Redox Homeostasis as a Key Regulator of Intramolecular Cyclization in Fungal Perylenequinones.

Perylenequinones (PQs) such as hypocrellins and hypomycins are fungal-derived redox-active metabolites with known roles as photosensitizers in the oxidative stress response and applications in photodynamic therapy (PDT). Here, we report that sp., a filamentous fungus, can survive and grow under strictly anaerobic (argon) conditions─an unexpected finding for a multicellular eukaryote. Modulating redox homeostasis through chemical reduction and oxygen limitation promotes the intramolecular cyclization of hypocrellins, enhancing hypomycin biosynthesis. Moisture content further influences these transformations, with high water levels favoring keto-enol tautomerization and dry, reducing environments promoting hydride substitution at the peripheral positions.

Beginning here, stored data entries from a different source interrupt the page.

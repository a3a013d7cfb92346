//! Keyboard input translation.
//!
//! This module turns captured input (typed characters, deletions and
//! non-printing key codes) into [`KeyToken`]s. Translation is stateless; the
//! lookup tables are built once and borrowed by the [`Translator`].

pub mod events;
pub mod modifiers;
pub mod tables;
pub mod token;
pub mod translate;

#[cfg(test)]
mod tests;

// Re-export commonly used types at module level
pub use events::{InputEvent, TextChange};
pub use modifiers::Modifiers;
pub use tables::KeyTables;
pub use token::KeyToken;
pub use translate::{TranslateError, Translator};
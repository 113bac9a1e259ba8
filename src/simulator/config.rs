//! Simulation configuration.

/// Configuration for a simulation run.
#[derive(Debug, Clone)]
pub struct SimConfig {
    /// Number of sessions to play
    pub num_runs: u32,

    /// Random seed for reproducibility (None = random)
    pub seed: Option<u64>,

    /// Maximum session actions per run before timeout
    pub max_actions_per_run: u64,

    /// Player actions between two enemy attacks
    pub taps_per_enemy_attack: u32,

    /// Log verbosity (0 = silent, 1 = summary, 2 = per run)
    pub verbosity: u8,
}

impl Default for SimConfig {
    fn default() -> Self {
        Self {
            num_runs: 1000,
            seed: None,
            max_actions_per_run: 200_000,
            taps_per_enemy_attack: 3,
            verbosity: 1,
        }
    }
}

impl SimConfig {
    /// Small seeded batch for smoke checks.
    pub fn quick(seed: u64) -> Self {
        Self {
            num_runs: 20,
            seed: Some(seed),
            max_actions_per_run: 50_000,
            ..Default::default()
        }
    }
}
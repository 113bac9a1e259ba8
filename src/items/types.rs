use num_bigint::BigInt;
use serde::{Deserialize, Serialize};

use crate::core::constants::STARTER_WEAPON_NAME;
use crate::element::Element;

#[derive(Debug, Clone, PartialEq, Eq, Serialize, Deserialize)]
pub struct Weapon {
    pub name: String,
    pub element: Element,
    pub attack_bonus: BigInt,
}

impl Weapon {
    pub fn new(name: impl Into<String>, element: Element, attack_bonus: BigInt) -> Self {
        Self {
            name: name.into(),
            element,
            attack_bonus,
        }
    }

    /// The stick every run starts with.
    pub fn starter(element: Element) -> Self {
        Self::new(STARTER_WEAPON_NAME, element, BigInt::from(0))
    }
}

#[derive(Debug, Clone, Copy, PartialEq, Eq, Hash, Serialize, Deserialize)]
#[serde(rename_all = "camelCase")]
pub enum ItemKind {
    /// Repaints the weapon's element for the rest of the battle.
    ElementChange,
    /// Nullifies the next enemy hit and grants a guard counter.
    PerfectGuard,
    /// Restores 40% of max HP.
    Heal40,
}

/// Shop order.
pub const ALL_ITEM_KINDS: [ItemKind; 3] = [
    ItemKind::ElementChange,
    ItemKind::PerfectGuard,
    ItemKind::Heal40,
];

impl ItemKind {
    pub fn display_name(self) -> &'static str {
        match self {
            ItemKind::ElementChange => "Weapon Paint",
            ItemKind::PerfectGuard => "Old Steel Shield",
            ItemKind::Heal40 => "Healing Draught",
        }
    }

    pub fn description(self) -> &'static str {
        match self {
            ItemKind::ElementChange => "Changes your weapon's element until the battle ends.",
            ItemKind::PerfectGuard => "Completely blocks the next enemy attack.",
            ItemKind::Heal40 => "Restores 40% of max HP.",
        }
    }
}

#[derive(Debug, Clone, PartialEq, Eq, Serialize, Deserialize)]
pub struct Item {
    pub kind: ItemKind,
    pub name: String,
}

impl Item {
    pub fn new(kind: ItemKind) -> Self {
        Self {
            kind,
            name: kind.display_name().to_string(),
        }
    }
}

#[derive(Debug, Clone, PartialEq, Eq, Serialize, Deserialize)]
pub struct ShopItem {
    pub item: Item,
    pub price: BigInt,
}

#[cfg(test)]
mod tests {
    use super::*;

    #[test]
    fn test_item_new_uses_display_name() {
        let item = Item::new(ItemKind::PerfectGuard);
        assert_eq!(item.kind, ItemKind::PerfectGuard);
        assert_eq!(item.name, "Old Steel Shield");
    }

    #[test]
    fn test_starter_weapon_has_no_bonus() {
        let weapon = Weapon::starter(Element::Thunder);
        assert_eq!(weapon.name, STARTER_WEAPON_NAME);
        assert_eq!(weapon.element, Element::Thunder);
        assert_eq!(weapon.attack_bonus, BigInt::from(0));
    }
}
//! Replaceable rule set.
//!
//! Every generator and session transition reads its tables through a
//! `GameRules`. The built-in tables come from `GameRules::standard()`; a
//! different balance can be loaded from JSON, where any omitted field keeps
//! its standard value.

mod error;

pub use error::{RulesError, RulesResult};

use std::borrow::Cow;
use std::collections::HashSet;

use serde::{Deserialize, Serialize};
use tracing::debug;

use crate::core::constants::{
    INITIAL_HEAL_COUNT, PREP_HEAL_PERCENT, PROBABILITY_EPSILON, STEPS_PER_AREA,
    TREASURE_HEAL_PERCENT,
};
use crate::items::{standard_weapons, ItemPrices, WeaponEntry};
use crate::zones::{standard_areas, standard_monsters, AreaConfig, MonsterEntry};

#[derive(Debug, Clone, PartialEq, Serialize, Deserialize)]
#[serde(default)]
pub struct GameRules {
    pub steps_per_area: u32,
    pub initial_heal_count: u32,
    pub prep_heal_percent: u32,
    pub treasure_heal_percent: u32,
    pub areas: Vec<AreaConfig>,
    pub monsters: Vec<MonsterEntry>,
    pub weapons: Vec<WeaponEntry>,
    pub prices: ItemPrices,
}

impl Default for GameRules {
    fn default() -> Self {
        Self::standard()
    }
}

impl GameRules {
    pub fn standard() -> Self {
        Self {
            steps_per_area: STEPS_PER_AREA,
            initial_heal_count: INITIAL_HEAL_COUNT,
            prep_heal_percent: PREP_HEAL_PERCENT,
            treasure_heal_percent: TREASURE_HEAL_PERCENT,
            areas: standard_areas(),
            monsters: standard_monsters(),
            weapons: standard_weapons(),
            prices: ItemPrices::default(),
        }
    }

    /// Parses a rule set from JSON and validates it.
    pub fn from_json(json: &str) -> RulesResult<Self> {
        let rules: GameRules = serde_json::from_str(json)?;
        rules.validate()?;
        debug!(
            areas = rules.areas.len(),
            steps = rules.steps_per_area,
            "loaded rules"
        );
        Ok(rules)
    }

    pub fn to_json(&self) -> String {
        serde_json::to_string_pretty(self).unwrap_or_else(|_| "{}".to_string())
    }

    /// Number of areas; the last one holds the final boss.
    pub fn area_count(&self) -> u32 {
        self.areas.len() as u32
    }

    pub fn is_final_area(&self, area_id: u32) -> bool {
        area_id >= self.area_count()
    }

    /// Looks up an area by id.
    ///
    /// Ids past the table resolve to the last area; an empty table yields a
    /// neutral area, so lookups never fail.
    pub fn area(&self, area_id: u32) -> Cow<'_, AreaConfig> {
        match self
            .areas
            .iter()
            .find(|a| a.id == area_id)
            .or_else(|| self.areas.last())
        {
            Some(area) => Cow::Borrowed(area),
            None => Cow::Owned(AreaConfig::neutral(area_id)),
        }
    }

    pub fn validate(&self) -> RulesResult<()> {
        if self.steps_per_area < 2 {
            return Err(RulesError::TooFewSteps(self.steps_per_area));
        }
        if self.areas.is_empty() {
            return Err(RulesError::NoAreas);
        }

        for (index, area) in self.areas.iter().enumerate() {
            let expected = index as u32 + 1;
            if area.id != expected {
                return Err(RulesError::AreaIdOutOfSequence {
                    expected,
                    found: area.id,
                });
            }
            validate_area(area)?;
        }

        let mut boss_areas = HashSet::new();
        for boss in self.monsters.iter().filter(|m| m.is_boss) {
            for &area in &boss.area_ids {
                if !boss_areas.insert(area) {
                    return Err(RulesError::DuplicateBoss { area });
                }
            }
        }

        Ok(())
    }
}

fn validate_area(area: &AreaConfig) -> RulesResult<()> {
    let id = area.id;

    let distribution = area.element_distribution.as_array();
    if distribution.iter().any(|w| *w < 0.0) {
        return Err(RulesError::NegativeWeight {
            area: id,
            table: "element distribution",
        });
    }
    let sum = area.element_distribution.total();
    if (sum - 1.0).abs() > PROBABILITY_EPSILON {
        return Err(RulesError::DistributionSum { area: id, sum });
    }

    let events = &area.events;
    if events.battle < 0.0 || events.treasure < 0.0 || events.shop < 0.0 {
        return Err(RulesError::NegativeWeight {
            area: id,
            table: "event weights",
        });
    }
    let sum = events.total();
    if (sum - 1.0).abs() > PROBABILITY_EPSILON {
        return Err(RulesError::EventWeightSum { area: id, sum });
    }

    for (field, value) in [
        ("hp_multiplier", area.hp_multiplier),
        ("atk_multiplier", area.atk_multiplier),
        ("reward_multiplier", area.reward_multiplier),
        ("boss_multiplier", area.boss_multiplier),
    ] {
        if !(value > 0.0 && value.is_finite()) {
            return Err(RulesError::InvalidMultiplier {
                area: id,
                field,
                value,
            });
        }
    }

    let variation = area.individual_variation;
    if !(variation.min > 0.0 && variation.min <= variation.max && variation.max.is_finite()) {
        return Err(RulesError::InvalidVariation {
            area: id,
            min: variation.min,
            max: variation.max,
        });
    }

    if !(0.0..=1.0).contains(&area.abnormal_rate) {
        return Err(RulesError::InvalidAbnormalRate {
            area: id,
            rate: area.abnormal_rate,
        });
    }

    Ok(())
}
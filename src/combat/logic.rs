//! Battle state machine.
//!
//! Every transition takes the current `BattleState` and returns a `Cow`:
//! `Borrowed` when the action does not apply (battle already decided, item
//! not held, already guarding), `Owned` with the next state otherwise.

use std::borrow::Cow;

use num_bigint::BigInt;
use num_traits::One;
use rand::Rng;
use serde::{Deserialize, Serialize};
use tracing::{debug, trace};

use super::types::{BattleResult, BattleState, Enemy};
use crate::character::{add_exp, heal, is_dead, take_damage, Player};
use crate::core::constants::{
    ABNORMAL_EXP_MULTIPLIER, GUARD_COUNTER_DIVISOR, GUARD_DAMAGE_DIVISOR, HEAL_ITEM_PERCENT,
};
use crate::core::numbers::{at_least_one, non_negative, percent_of_min1};
use crate::element::{advantage, multiplier_ratio, Element};
use crate::items::generate_weapon_drop;
use crate::items::inventory::{has, remove_one};
use crate::items::ItemKind;
use crate::rules::GameRules;

/// A consumable used mid-battle.
#[derive(Debug, Clone, Copy, PartialEq, Eq, Serialize, Deserialize)]
#[serde(tag = "kind", rename_all = "camelCase")]
pub enum ItemUse {
    ElementChange { element: Element },
    PerfectGuard,
    Heal,
}

impl ItemUse {
    pub fn kind(self) -> ItemKind {
        match self {
            ItemUse::ElementChange { .. } => ItemKind::ElementChange,
            ItemUse::PerfectGuard => ItemKind::PerfectGuard,
            ItemUse::Heal => ItemKind::Heal40,
        }
    }
}

/// `(atk + weapon bonus) × affinity`, at least 1.
///
/// Disadvantage divides by 10 instead of multiplying by 0.1.
pub fn player_damage(player: &Player, enemy: &Enemy) -> BigInt {
    let (numerator, divisor) = multiplier_ratio(advantage(player.weapon.element, enemy.element));
    at_least_one(player.total_attack() * BigInt::from(numerator) / BigInt::from(divisor))
}

/// Extra damage granted by a pending guard counter: 10% of the enemy's max HP.
pub fn guard_counter_bonus(enemy: &Enemy) -> BigInt {
    at_least_one(&enemy.max_hp / BigInt::from(GUARD_COUNTER_DIVISOR))
}

/// Damage a guarded hit deals: 10% of enemy ATK, at least 1.
pub fn guarded_damage(enemy: &Enemy) -> BigInt {
    at_least_one(&enemy.atk / BigInt::from(GUARD_DAMAGE_DIVISOR))
}

pub fn player_attack(state: &BattleState) -> Cow<'_, BattleState> {
    if !state.is_ongoing() {
        return Cow::Borrowed(state);
    }

    let mut damage = player_damage(&state.player, &state.enemy);
    if state.guard_counter {
        damage += guard_counter_bonus(&state.enemy);
    }

    let mut next = state.clone();
    next.enemy.hp = non_negative(&state.enemy.hp - &damage);
    next.turn_count += 1;
    next.guard_counter = false;
    trace!(%damage, enemy_hp = %next.enemy.hp, "player attack");
    Cow::Owned(next)
}

pub fn activate_guard(state: &BattleState) -> Cow<'_, BattleState> {
    if !state.is_ongoing() || state.is_guarding {
        return Cow::Borrowed(state);
    }

    let mut next = state.clone();
    next.is_guarding = true;
    next.guard_counter = false;
    Cow::Owned(next)
}

/// The enemy's automatic attack.
///
/// Perfect guard blocks everything; a normal guard takes 10% and cannot drop
/// HP below 1. Both consume the guard and arm a counter.
pub fn enemy_attack(state: &BattleState) -> Cow<'_, BattleState> {
    if !state.is_ongoing() {
        return Cow::Borrowed(state);
    }

    let mut next = state.clone();
    if state.perfect_guard {
        next.perfect_guard = false;
        next.is_guarding = false;
        next.guard_counter = true;
        trace!("enemy attack nullified");
    } else if state.is_guarding {
        let damage = guarded_damage(&state.enemy);
        next.player.hp = at_least_one(&state.player.hp - &damage);
        next.is_guarding = false;
        next.guard_counter = true;
        trace!(%damage, player_hp = %next.player.hp, "guarded enemy attack");
    } else {
        next.player = take_damage(&state.player, &state.enemy.atk);
        trace!(damage = %state.enemy.atk, player_hp = %next.player.hp, "enemy attack");
    }
    Cow::Owned(next)
}

/// Repaints the weapon for the rest of the battle.
///
/// The pre-change element is remembered on first use only.
pub fn use_element_change_item(state: &BattleState, element: Element) -> Cow<'_, BattleState> {
    if !state.is_ongoing() || !has(&state.player.items, ItemKind::ElementChange) {
        return Cow::Borrowed(state);
    }

    let mut next = state.clone();
    next.original_weapon_element = state
        .original_weapon_element
        .or(Some(state.player.weapon.element));
    next.player.weapon.element = element;
    next.player.items = remove_one(&state.player.items, ItemKind::ElementChange).into_owned();
    Cow::Owned(next)
}

pub fn use_perfect_guard_item(state: &BattleState) -> Cow<'_, BattleState> {
    if !state.is_ongoing() || !has(&state.player.items, ItemKind::PerfectGuard) {
        return Cow::Borrowed(state);
    }

    let mut next = state.clone();
    next.perfect_guard = true;
    next.player.items = remove_one(&state.player.items, ItemKind::PerfectGuard).into_owned();
    Cow::Owned(next)
}

/// Restores 40% of max HP (min 1).
pub fn use_heal_item(state: &BattleState) -> Cow<'_, BattleState> {
    if !state.is_ongoing() || !has(&state.player.items, ItemKind::Heal40) {
        return Cow::Borrowed(state);
    }

    let amount = percent_of_min1(&state.player.max_hp, HEAL_ITEM_PERCENT);
    let mut next = state.clone();
    next.player = heal(&state.player, &amount);
    next.player.items = remove_one(&state.player.items, ItemKind::Heal40).into_owned();
    Cow::Owned(next)
}

pub fn use_item(state: &BattleState, item: ItemUse) -> Cow<'_, BattleState> {
    match item {
        ItemUse::ElementChange { element } => use_element_change_item(state, element),
        ItemUse::PerfectGuard => use_perfect_guard_item(state),
        ItemUse::Heal => use_heal_item(state),
    }
}

/// Settles the result from current HP. Player death is checked first, so a
/// double knockout is a defeat.
pub fn check_battle_result(state: &BattleState) -> Cow<'_, BattleState> {
    let result = if is_dead(&state.player) {
        BattleResult::Defeat
    } else if state.enemy.hp < BigInt::one() {
        BattleResult::Victory
    } else {
        BattleResult::Ongoing
    };

    if result == state.result {
        return Cow::Borrowed(state);
    }
    debug!(
        ?result,
        enemy = %state.enemy.name,
        turns = state.turn_count,
        "battle decided"
    );
    let mut next = state.clone();
    next.result = result;
    Cow::Owned(next)
}

/// Puts back the element the weapon had before any repaint this battle.
pub fn restore_weapon_element(state: &BattleState) -> Cow<'_, BattleState> {
    match state.original_weapon_element {
        Some(element) => {
            let mut next = state.clone();
            next.player.weapon.element = element;
            next.original_weapon_element = None;
            Cow::Owned(next)
        }
        None => Cow::Borrowed(state),
    }
}

/// Grants EXP and gold for a victory, restores the weapon element, and rolls
/// a weapon drop.
///
/// Abnormal enemies pay 100× EXP regardless of tier. A state that already
/// carries a drop has been rewarded and is returned unchanged.
pub fn process_battle_rewards<'a>(
    state: &'a BattleState,
    rules: &GameRules,
    area_id: u32,
    rng: &mut impl Rng,
) -> Cow<'a, BattleState> {
    if state.result != BattleResult::Victory || state.dropped_weapon.is_some() {
        return Cow::Borrowed(state);
    }

    let exp = if state.enemy.is_abnormal() {
        &state.enemy.exp_reward * BigInt::from(ABNORMAL_EXP_MULTIPLIER)
    } else {
        state.enemy.exp_reward.clone()
    };

    let mut player = add_exp(&state.player, &exp);
    player.gold += &state.enemy.gold_reward;

    let mut next = state.clone();
    next.player = player;
    let mut next = restore_weapon_element(&next).into_owned();
    next.dropped_weapon = Some(generate_weapon_drop(rules, area_id, rng));

    debug!(
        %exp,
        gold = %state.enemy.gold_reward,
        level = next.player.level,
        "battle rewards granted"
    );
    Cow::Owned(next)
}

These findings highlight redox modulation as a key driver of perylenequinone metabolism and suggest that PQs may contribute to maintaining redox balance under anaerobic stress, hinting at a broader role in oxygen-independent adaptation in filamentous fungi. This work offers new insights at the interface of redox biology, chemical signaling, and fungal metabolism, with potential implications for the stability and function of PQ-based PDT agents in hypoxic, reducing conditions such as tumor microenvironments.